The study comes from Kenneth B. Margulies, M.D., and other researchers at the University of Pennsylvania, Philadelphia. The researchers published their results in the August 2nd issue of the journal JAMA. Other clinical studies had suggested that a class of diabetes drugs, called glucagon-like peptide 1 agonists (GLP-1 agonists), seemed to help the heart, so the current research delved into if these drugs really can help advanced heart failure patients.
To investigate this, the researchers recruited 300 patients who were recently hospitalized with advanced heart failure and reduced left ventricular ejection fraction (LVEF), which is a measure of how much blood the heart pumps. About half of the patients received liraglutide, a GLP-1 agonist drug, and about half received a placebo. The researchers gradually increased the dosage of the drug for 30 days, then continued the treatment for the next six months. At the end of the study, the researchers gave the patients a ranking from low to high stability, based on the time to death, time to rehospitalization for heart failure, and change in peptide levels. A high value indicated the patient had better heart health.
When the study completed, twelve percent of patients in the liraglutide group had died, and 11 percent of patients in the placebo group had died, which was not a significant difference between the two groups. In the liraglutide group, 41 percent of patients were rehospitalized for heart failure, and 34 percent of the placebo group were rehospitalized for heart failure, which was also not a significant difference. Not only that, the two groups did not seem to be different in their cardiac function, physical activity, and quality of life.
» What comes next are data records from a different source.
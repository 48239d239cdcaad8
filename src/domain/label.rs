//! Conversion between absolute paths, history records, and selector labels.
//!
//! A label is what the user sees in the fuzzy finder: the project name, a
//! space, and where the project lives.
//!
//! | path | name | location | label |
//! |---|---|---|---|
//! | `$HOME` | `~` | | `~` |
//! | `$HOME/projA` | `projA` | | `projA ~` |
//! | `$HOME/src/github/pd` | `pd` | `src/github` | `pd ~/src/github` |
//! | `/opt/tools/fzf` | `fzf` | `/opt/tools` | `fzf /opt/tools` |
//!
//! # Decoding is lossy
//!
//! [`LabelCodec::decode`] recovers a path by splitting the label on the first
//! `" ~"`, or failing that the first `" /"`. A project whose name itself
//! contains `" ~"` therefore splits in the wrong place. Such labels are
//! detected (the pieces fail validation) and rejected with
//! [`PdError::Decode`]; no attempt is made to guess. Within a single
//! invocation the selector flow avoids the problem entirely by looking
//! selections up in a label index, and only falls back to decoding for labels
//! arriving from another process (the preview command).

use crate::domain::error::{PdError, Result};
use crate::storage::models::{LogRecord, HOME_SENTINEL_COUNT, HOME_SENTINEL_NAME};
use std::path::{Path, PathBuf};

/// Separator introducing a home-relative location in a label.
const HOME_SEPARATOR: &str = " ~";

/// Separator introducing an absolute location in a label.
const ROOT_SEPARATOR: &str = " /";

/// Builds records and labels relative to one home directory.
#[derive(Debug, Clone, PartialEq, Eq)]
pub struct LabelCodec {
    home: PathBuf,
    home_str: String,
}

impl LabelCodec {
    /// Creates a codec for `home`.
    pub fn new(home: impl Into<PathBuf>) -> Self {
        let home = home.into();
        let home_str = home.to_string_lossy().trim_end_matches('/').to_string();
        Self { home, home_str }
    }

    /// The home directory this codec is relative to.
    #[must_use]
    pub fn home(&self) -> &Path {
        &self.home
    }

    /// Returns `true` if `path` is the home directory.
    #[must_use]
    pub fn is_home(&self, path: &str) -> bool {
        path.trim_end_matches('/') == self.home_str
    }

    /// The synthetic always-first record standing for the home directory.
    #[must_use]
    pub fn home_record(&self) -> LogRecord {
        LogRecord {
            count: HOME_SENTINEL_COUNT,
            absolute_path: self.home.to_string_lossy().into_owned(),
            name: HOME_SENTINEL_NAME.to_string(),
            location: String::new(),
        }
    }

    /// Builds a fresh record (count 1) for an absolute path.
    ///
    /// The home directory itself yields [`home_record`](Self::home_record).
    ///
    /// ```
    /// use pd::domain::LabelCodec;
    ///
    /// let codec = LabelCodec::new("/home/u");
    /// let record = codec.build_record("/home/u/src/github/pd");
    /// assert_eq!((record.count, record.name.as_str(), record.location.as_str()), (1, "pd", "src/github"));
    ///
    /// let outside = codec.build_record("/opt/tools/fzf");
    /// assert_eq!(outside.location, "/opt/tools");
    /// ```
    #[must_use]
    pub fn build_record(&self, absolute_path: &str) -> LogRecord {
        if self.is_home(absolute_path) {
            return self.home_record();
        }

        let trimmed = match absolute_path.trim_end_matches('/') {
            "" => "/",
            path => path,
        };

        let home_prefix = format!("{}/", self.home_str);
        let (location, name) = if let Some(relative) = trimmed.strip_prefix(&home_prefix) {
            relative.rsplit_once('/').unwrap_or(("", relative))
        } else {
            match trimmed.rsplit_once('/') {
                Some(("", "")) => ("", "/"),
                Some(("", name)) => ("/", name),
                Some((parent, name)) => (parent, name),
                None => ("", trimmed),
            }
        };

        LogRecord {
            count: 1,
            absolute_path: trimmed.to_string(),
            name: name.to_string(),
            location: location.to_string(),
        }
    }

    /// Splits a record into the two halves of its label: the name and the
    /// rendered location (`~`, `~/<location>`, or `/<location>`).
    ///
    /// The home sentinel has an empty location half.
    #[must_use]
    pub fn label_parts(&self, record: &LogRecord) -> (String, String) {
        let location = if record.is_home_sentinel() {
            String::new()
        } else if record.location.starts_with('/') {
            record.location.clone()
        } else if record.location.is_empty() {
            "~".to_string()
        } else {
            format!("~/{}", record.location)
        };
        (record.name.clone(), location)
    }

    /// Renders the plain (unstyled) label for a record.
    #[must_use]
    pub fn to_label(&self, record: &LogRecord) -> String {
        match self.label_parts(record) {
            (name, location) if location.is_empty() => name,
            (name, location) => format!("{name} {location}"),
        }
    }

    /// Recovers the absolute path a plain label was rendered from.
    ///
    /// # Errors
    ///
    /// Returns [`PdError::Decode`] if the label has no location separator, or
    /// if splitting it produces pieces that no record could have rendered
    /// (an empty name, a name containing `/`, or text between `~` and the
    /// location).
    pub fn decode(&self, label: &str) -> Result<PathBuf> {
        let label = label.trim();
        if label == HOME_SENTINEL_NAME {
            return Ok(self.home.clone());
        }

        if let Some((name, rest)) = label.split_once(HOME_SEPARATOR) {
            Self::check_name(label, name)?;
            if !(rest.is_empty() || rest.starts_with('/')) {
                return Err(PdError::Decode(format!(
                    "ambiguous label {label:?}: unexpected text after '~'"
                )));
            }
            let mut path = self.home.clone();
            let location = rest.trim_start_matches('/');
            if !location.is_empty() {
                path.push(location);
            }
            path.push(name);
            return Ok(path);
        }

        if let Some((name, rest)) = label.split_once(ROOT_SEPARATOR) {
            Self::check_name(label, name)?;
            return Ok(PathBuf::from(format!("/{rest}")).join(name));
        }

        Err(PdError::Decode(format!("no location in label {label:?}")))
    }

    fn check_name(label: &str, name: &str) -> Result<()> {
        if name.is_empty() || name.contains('/') {
            return Err(PdError::Decode(format!(
                "ambiguous label {label:?}: cannot isolate the project name"
            )));
        }
        Ok(())
    }
}
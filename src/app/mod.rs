//! Application layer: one command in, one outcome out.
//!
//! This module sits between the binary (argument parsing and printing) and
//! the domain, storage, and infrastructure layers. It holds no state between
//! invocations.
//!
//! # Architecture
//!
//! ```text
//! CLI args → Command → handle_command(&mut App) → Outcome → stdout / stderr
//!                              │
//!                 Storage · Selector · Walker · Listing
//! ```
//!
//! # Modules
//!
//! - [`actions`]: The [`Outcome`] of a command and how it is printed
//! - [`handler`]: [`Command`] dispatch and the individual flows
//! - [`state`]: The [`App`] context carrying config and collaborators

pub mod actions;
pub mod handler;
pub mod state;

pub use actions::Outcome;
pub use handler::{handle_command, Command};
pub use state::{App, Menu};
In summary, taking the diabetes drug did not seem to improve heart health in these patients.
The researchers found similar results even when they compared diabetes patients to those who did not have diabetes. Although the liraglutide could help the patients manage their diabetes, controlling blood sugar and helping promote weight loss, the drug did not seem to help their heart health. It was a disappointing finding for a drug that had showed so much promise for improving heart health.
Having diabetes can increase the risk of heart failure, so theoretically treating the diabetes can lower the risk of heart failure. As blood sugar increases with diabetes, it can damage nerves and blood vessels, allowing fat to deposit within arteries, triggering heart disease. Statistically, someone with diabetes is about twice as likely as someone without diabetes to have heart disease or stroke, and heart attacks can also be more deadly for diabetics.
Although the current study failed to show an improvement in heart health when patients took liraglutide, the researchers encourage further study. It is possible that although liraglutide did not help patients in the study with advanced heart failure, the diabetes drug may be able to help patients with earlier stages of heart failure. It is possible that helping to control blood sugar and weight early enough with this drug can still reduce the risk of heart failure later.
Despite the disappointing results for GLP-1 agonists, there are other things people can do to reduce their risk of heart disease. Quitting smoking is one of the best ways to improve heart health, along with maintaining a healthy diet, healthy weight, and healthy fitness levels. Experts recommend eating foods containing fiber daily to help lower cholesterol, and cutting down on foods with saturated fat, trans fat, and cholesterol. Doctors may also prescribe cholesterol drugs or recommend daily aspirin to help reduce the chance of heart failure.